Intercedent Insight – March, Moving with the Times

China is consuming more and imports are on the rise: a recent report by the US-China Business Council, a non profit organization of roughly 240 leading US companies doing business with China,  shows that that in 2010, US exports to China rose by an mpressive 32 percent.

Nonetheless, selling to the domestic market remains more difficult than other forms of business engagement in China including local production or procurement for export.  For those wishing to succeed in selling to the domestic market, the quick pace of constant systemic change and new trends in emerging demand China means it is essential to regularly review and re-set corporate strategy, business planning and operating tactics.

The clichéd “Billion-Plus” market concept is largely a myth; indeed, sales programs for China may outperform if they are initially focussed on a province or two, tightly defined customer segments, or specific channels to market.  

Many companies have found that targeting sales in outlying second-and third-tier cities may result in better returns than all the time and effort required to succeed in the relatively developed coastal provinces, where international and domestic competitors are more active and business operating costs are rising sharply.  

Capturing emerging Chinese demand will require proper market research, keen analysis, and regular visits to the market by the Board and executive management team.  To executive successful sales programs real time service and technical and logistics support from head office will invariably be required.

As well, executive management must find and engage effective local sales and marketing teams and listen to, and take on board, the feedback they give on how to best sell to local customers.  Introducing incentives and bonuses systems tied to performance for local staff is best done as early as possible in the selling process.

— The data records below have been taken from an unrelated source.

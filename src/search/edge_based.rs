use crate::network::{DirectedEdgeId, RoutingNetwork, VertexId};
use crate::profile::FactorSource;
use crate::restriction::RestrictionIndex;
use crate::search::path::EdgePath;
use crate::search::space::{SearchSpace, NO_PARENT};
use crate::search::{SearchBudget, SearchError, SearchOutcome};

use rustc_hash::FxHashMap;
use smallvec::SmallVec;

#[cfg(feature = "tracing")]
use tracing::Level;

/// Search state of the restriction-aware kernel: a directed edge that
/// has been traversed to its head, plus the trailing vertices needed to
/// recognise any restriction that could still complete.
///
/// The window always ends with the head vertex of `edge` and never grows
/// beyond one less than the longest restriction, so states stay small
/// and states reached along restriction-equivalent histories collapse.
#[derive(Debug, Clone, PartialEq, Eq, Hash)]
struct EdgeState {
    edge: DirectedEdgeId,
    window: SmallVec<[VertexId; 3]>,
}

impl EdgeState {
    #[inline]
    fn head(&self) -> VertexId {
        *self.window.last().unwrap()
    }
}

/// Dijkstra over directed edges, honouring turn restrictions exactly.
///
/// Used directly when restrictions rule out the vertex-addressed kernels
/// and no edge-expanded hierarchy exists; the router presents it through
/// the same interface as the bidirectional kernels.
pub struct EdgeDijkstra<'n> {
    network: &'n RoutingNetwork,
    factors: FactorSource<'n>,
    restrictions: &'n RestrictionIndex,
    budget: SearchBudget,
}

impl<'n> EdgeDijkstra<'n> {
    pub fn new(
        network: &'n RoutingNetwork,
        factors: FactorSource<'n>,
        restrictions: &'n RestrictionIndex,
    ) -> Self {
        EdgeDijkstra {
            network,
            factors,
            restrictions,
            budget: SearchBudget::default(),
        }
    }

    pub fn budget(mut self, budget: SearchBudget) -> Self {
        self.budget = budget;
        self
    }

    #[cfg_attr(feature = "tracing", tracing::instrument(level = Level::DEBUG, skip_all))]
    pub fn run(
        self,
        sources: &[EdgePath],
        targets: &[EdgePath],
    ) -> Result<SearchOutcome, SearchError> {
        let slots = [SmallVec::from_slice(targets)];
        let mut results = self.run_many(sources, &slots)?;

        match results.pop().flatten() {
            Some((weight, path)) => Ok(SearchOutcome { weight, path }),
            None => Err(SearchError::Exhausted),
        }
    }

    /// Runs one forward search against any number of target slots,
    /// returning the best weight and vertex path per slot.
    pub fn run_many(
        self,
        sources: &[EdgePath],
        targets: &[SmallVec<[EdgePath; 2]>],
    ) -> Result<Vec<Option<(f32, Vec<VertexId>)>>, SearchError> {
        let window_len = self.restrictions.max_len().saturating_sub(1).max(1);

        // Arrivals keyed by the directed edge a route would enter the
        // target through, valued with the on-edge cost to the point.
        let mut arrivals: FxHashMap<DirectedEdgeId, Vec<(usize, f32)>> = FxHashMap::default();
        for (slot, paths) in targets.iter().enumerate() {
            for path in paths {
                arrivals.entry(path.edge).or_default().push((slot, path.weight));
            }
        }

        let mut best: Vec<Option<(f32, usize)>> = vec![None; targets.len()];
        let mut space: SearchSpace<EdgeState> = SearchSpace::new();

        for path in sources {
            // A point sitting on the tail traverses the whole first
            // edge, so the tail joins the window straight away.
            let mut window: SmallVec<[VertexId; 3]> =
                path.tail.into_iter().chain([path.vertex]).collect();

            let start = window.len().saturating_sub(window_len);
            window.drain(..start);

            space.push(
                EdgeState {
                    edge: path.edge,
                    window,
                },
                NO_PARENT,
                path.weight,
            );
        }

        loop {
            self.budget.check_cancelled()?;

            if !self.budget.allows_settled(space.settled_count()) {
                break;
            }

            let Some(top) = space.peek() else {
                break;
            };

            if !self.budget.allows_weight(top) {
                break;
            }

            // Once every slot has an arrival no cheaper weight remains:
            // future arrivals only add non-negative on-edge cost.
            if best.iter().all(Option::is_some) {
                let worst = best
                    .iter()
                    .map(|b| b.unwrap().0)
                    .fold(f32::NEG_INFINITY, f32::max);
                if top > worst {
                    break;
                }
            }

            let Some((index, weight)) = space.pop() else {
                break;
            };
            let state = space.node(index).clone();
            let head = state.head();

            for traversal in self.network.adjacent(head) {
                // Never bounce straight back along the edge just taken.
                if traversal.edge == state.edge.edge() {
                    continue;
                }

                let factor = self.factors.factor(traversal.data.profile_id);
                if !factor.allows(traversal.forward) {
                    continue;
                }

                let next = DirectedEdgeId::new(traversal.edge, traversal.forward);

                let mut sequence = state.window.clone();
                sequence.push(traversal.neighbour);

                // A forbidden transition is unusable even to enter the
                // target edge: the edge-expanded hierarchy omits such
                // transitions entirely, and both kernels must agree.
                if self.restrictions.forbids_suffix(&sequence) {
                    continue;
                }

                if let Some(entries) = arrivals.get(&next) {
                    for (slot, arrival) in entries {
                        let total = weight + arrival;
                        if best[*slot].is_none_or(|(current, _)| total < current) {
                            best[*slot] = Some((total, index));
                        }
                    }
                }

                let start = sequence.len().saturating_sub(window_len);
                let window = SmallVec::from_slice(&sequence[start..]);

                let cost = traversal.data.distance / factor.value;
                space.push(EdgeState { edge: next, window }, index, weight + cost);
            }
        }

        let results = best
            .into_iter()
            .map(|slot| {
                slot.map(|(weight, index)| {
                    let path = space
                        .path_from(index)
                        .iter()
                        .map(EdgeState::head)
                        .collect::<Vec<_>>();

                    (weight, path)
                })
            })
            .collect();

        Ok(results)
    }
}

Unlike in the past decade, when the preference was for foreign businesses to go it alone in the China domestic market, the benefits of establishing co-operative selling arrangements, agencies and partnerships with local players are now back in vogue with the emergence of  more professionally run and adequately funded local Chinese marketing and distribution companies.  There are powerful arguments for sharing the selling infrastructure and personnel of trusted local partners rather than setting out to establish and manage your own.

Sales underpin business performance and new demand for foreign goods, technologies and services are emerging across a spectrum of industrial segments in China.  This is good news for international companies which can position themselves to be part of the move of the Chinese economy towards domestic consumption - particularly if they commit to identifying and working with effective local Chinese partners.  

Of great concern, however, is that companies producing or procuring manufactured goods in China are seeing steadily rising costs for labour, utilities and locally-procured raw materials.  Additionally, forecast increases for these items will likely be magnified by the increasing strength of the RMB Yuan against other currencies.

Given these upward price pressures, we question whether the traditional business model of manufacturing/sourcing in China will be viable in five years time.